A herd of plains bison were reintroduced to this historic bison hunting ground for numerous Indigenous groups in December 2019 when six calves were brought from Grasslands National Park. Later that month, one bull and four pregnant cows travelled from South Dakota. The bull comes from a wild herd in Yellowstone National Park. The herd grew by one on 22 April 2021 when for the first time a calf was born on the territory since 1876. On 12 September 2021, a male calf was born; bringing the total number of bison at Wanuskewin to 18. The herd is expected to grow to 50 animals.

==Opimihaw Creek==

Opimihaw Creek is a small creek in the park that flows into the South Saskatchewan River.
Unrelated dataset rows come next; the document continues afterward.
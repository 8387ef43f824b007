//! Shared context for one connection generation's loops

use crate::connection::{Session, SessionNotice};
use crate::dispatch::DispatchEvent;
use crate::protocol::{ClientCloseReason, GatewayMessage};
use parking_lot::Mutex;
use std::sync::Arc;
use tokio::sync::{broadcast, mpsc};
use tokio_util::sync::CancellationToken;

/// What a loop asks the session control task to do
#[derive(Debug, Clone, PartialEq, Eq)]
pub(crate) enum SignalKind {
    Reconnect { resume: bool },
    Fatal { reason: String },
}

/// A loop signal tagged with the generation that raised it
#[derive(Debug, Clone, PartialEq, Eq)]
pub(crate) struct LoopSignal {
    pub generation: u64,
    pub kind: SignalKind,
}

#[derive(Clone)]
pub(crate) struct LoopContext {
    pub generation: u64,
    pub session: Arc<Session>,
    pub outbound: mpsc::UnboundedSender<GatewayMessage>,
    pub control: mpsc::UnboundedSender<LoopSignal>,
    pub notices: broadcast::Sender<SessionNotice>,
    pub dispatch: mpsc::UnboundedSender<DispatchEvent>,
    pub close_reason: Arc<Mutex<ClientCloseReason>>,
    pub cancel: CancellationToken,
}

impl LoopContext {
    /// Hand a decision to the control task
    pub fn signal(&self, kind: SignalKind) {
        tracing::debug!(generation = self.generation, signal = ?kind, "Loop signal");
        let _ = self.control.send(LoopSignal {
            generation: self.generation,
            kind,
        });
    }

    pub fn notify(&self, notice: SessionNotice) {
        let _ = self.notices.send(notice);
    }

    /// Queue a payload for the writer
    pub fn send(&self, message: GatewayMessage) {
        if self.outbound.send(message).is_err() {
            tracing::debug!(generation = self.generation, "Writer gone; payload dropped");
        }
    }

    /// Record the sequence number and pass a dispatch on
    pub fn forward(&self, message: GatewayMessage) {
        forward_dispatch(&self.session, &self.dispatch, message);
    }
}

pub(crate) fn forward_dispatch(
    session: &Session,
    dispatch: &mpsc::UnboundedSender<DispatchEvent>,
    message: GatewayMessage,
) {
    if let Some(seq) = message.s {
        session.update_sequence(seq);
    }
    let Some(event) = DispatchEvent::from_message(message) else {
        tracing::warn!("Dispatch without event name skipped");
        return;
    };
    tracing::trace!(event = %event.name, seq = ?event.sequence, "Dispatch received");
    if dispatch.send(event).is_err() {
        tracing::debug!("Dispatch receiver dropped; event discarded");
    }
}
The name comes from the Plains Cree word ᐅᐱᒥᐦᐋᐤ opimihâw (//opɪmɪhɑː//) meaning 'pilot' or literally 'one which is swift'. The creek has a long and historic connection with Plains Indian peoples and their cultures.

===Valley===
Opimihaw Creek is notable for its valley, which carves into the river bank and is filled by wetland and various fauna. Many First Nations people historically used the valley as a buffalo jump, and so it is a notable site for archaeology. There are around 20 dig sites situated around the creek in the park; some of the dig sites date back as far as 6,400 years, predating the Pyramids of Giza in Egypt.